Speaking of drama, the plot can get unwieldy even if it remains compelling. Yakuza Kiwami 2 feels weighed down by the sheer number of conspirators brought into the mix. Labyrinthine criminal plots are par for the course in this franchise, but other games like Yakuza 0 or Yakuza 4 used multiple protagonists to give the player the chance to naturally move from subplot to subplot until the storylines eventually connect. Yakuza Kiwami 2 stacks subplots on top of each other and has the player running around between set pieces that can feel random at first, and only later become clear. I kept thinking: Who am I fighting? Where am I going? It can be hard to tell, since the game doesn’t spend much time focusing on its cast outside of Kiryu and his core group of allies. As a result, the middle chapters felt bogged down by fetch quests and busy-work. Other Yakuza games have similar moments, but in those games, they have more narrative weight.

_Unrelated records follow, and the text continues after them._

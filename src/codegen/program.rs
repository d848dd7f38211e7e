//! Top-level code generation: program skeleton, procedure entry/exit,
//! and command dispatch.

use crate::ast::{Command, Program};
use crate::codegen::state::{CodeGen, RawLine};
use crate::memory::MemoryManager;

/// Walk the fully analyzed program and emit labeled, unresolved VM code.
/// `memory` must be the [`MemoryManager`] produced by
/// [`crate::analyzer::analyze`] for this same program.
pub fn generate(program: &Program, memory: &mut MemoryManager) -> Vec<RawLine> {
    let mut cg = CodeGen::new(memory);

    cg.emit("JUMP main_start");

    for proc in &program.procedures {
        cg.gen_procedure(proc);
    }

    cg.place_label("main_start");
    cg.gen_main(&program.main);
    cg.emit("HALT");

    cg.code
}

impl<'m> CodeGen<'m> {
    fn gen_procedure(&mut self, proc: &crate::ast::ProcedureDef) {
        self.place_label(proc.name.clone());

        self.memory.enter_finished_scope(&proc.name);
        let return_cell = self
            .memory
            .procedures
            .get(&proc.name)
            .expect("declared by analyzer")
            .return_cell;

        self.emit(format!("STORE {}", return_cell));
        self.gen_commands(&proc.commands);
        self.emit(format!("LOAD {}", return_cell));
        self.emit("RTRN");

        self.memory.exit_scope();
    }

    fn gen_main(&mut self, main: &crate::ast::Main) {
        self.memory.enter_finished_scope("main");
        self.gen_commands(&main.commands);
        self.memory.exit_scope();
    }

    pub(crate) fn gen_commands(&mut self, commands: &[Command]) {
        for command in commands {
            self.gen_command(command);
        }
    }

    fn gen_command(&mut self, command: &Command) {
        match command {
            Command::Assign { target, value, .. } => {
                self.gen_expression(value);
                self.store_to_variable(target);
            }
            Command::If {
                cond,
                then_branch,
                else_branch,
                ..
            } => self.gen_if(cond, then_branch, else_branch),
            Command::While { cond, body, .. } => self.gen_while(cond, body),
            Command::Repeat { body, cond, .. } => self.gen_repeat(body, cond),
            Command::ForTo {
                iterator,
                from,
                to,
                body,
                ..
            } => self.gen_for(iterator, from, to, body, false),
            Command::ForDownTo {
                iterator,
                from,
                to,
                body,
                ..
            } => self.gen_for(iterator, from, to, body, true),
            Command::Read { target, .. } => {
                self.emit("READ");
                self.store_to_variable(target);
            }
            Command::Write { value, .. } => {
                self.gen_expression(value);
                self.emit("WRITE");
            }
            Command::Call { name, actuals, line } => self.gen_call(name, actuals, *line),
        }
    }
}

Yakuza Kiwami 2 also isn’t as thematically consistent as this year’s other entry, Yakuza 6: The Song of Life, but its narrative has some of the most propulsive highs in the entire series. This is the story that solidifies Kiryu’s reputation as the ‘Dragon of Dojima,’ building his legendary status through a series of difficult battles. I felt surprised by the game’s difficulty and found myself thinking far more strategically in this game than in other titles. Over the course of playing, I adjusted to how the Dragon Engine handles combat, and I came to appreciate how rough and impactful each fight felt. Whether it’s a gauntlet fight sequence against no-name thugs or one of the many boss fights, Yakuza Kiwami 2’s harsh combat really complements the criminal drama.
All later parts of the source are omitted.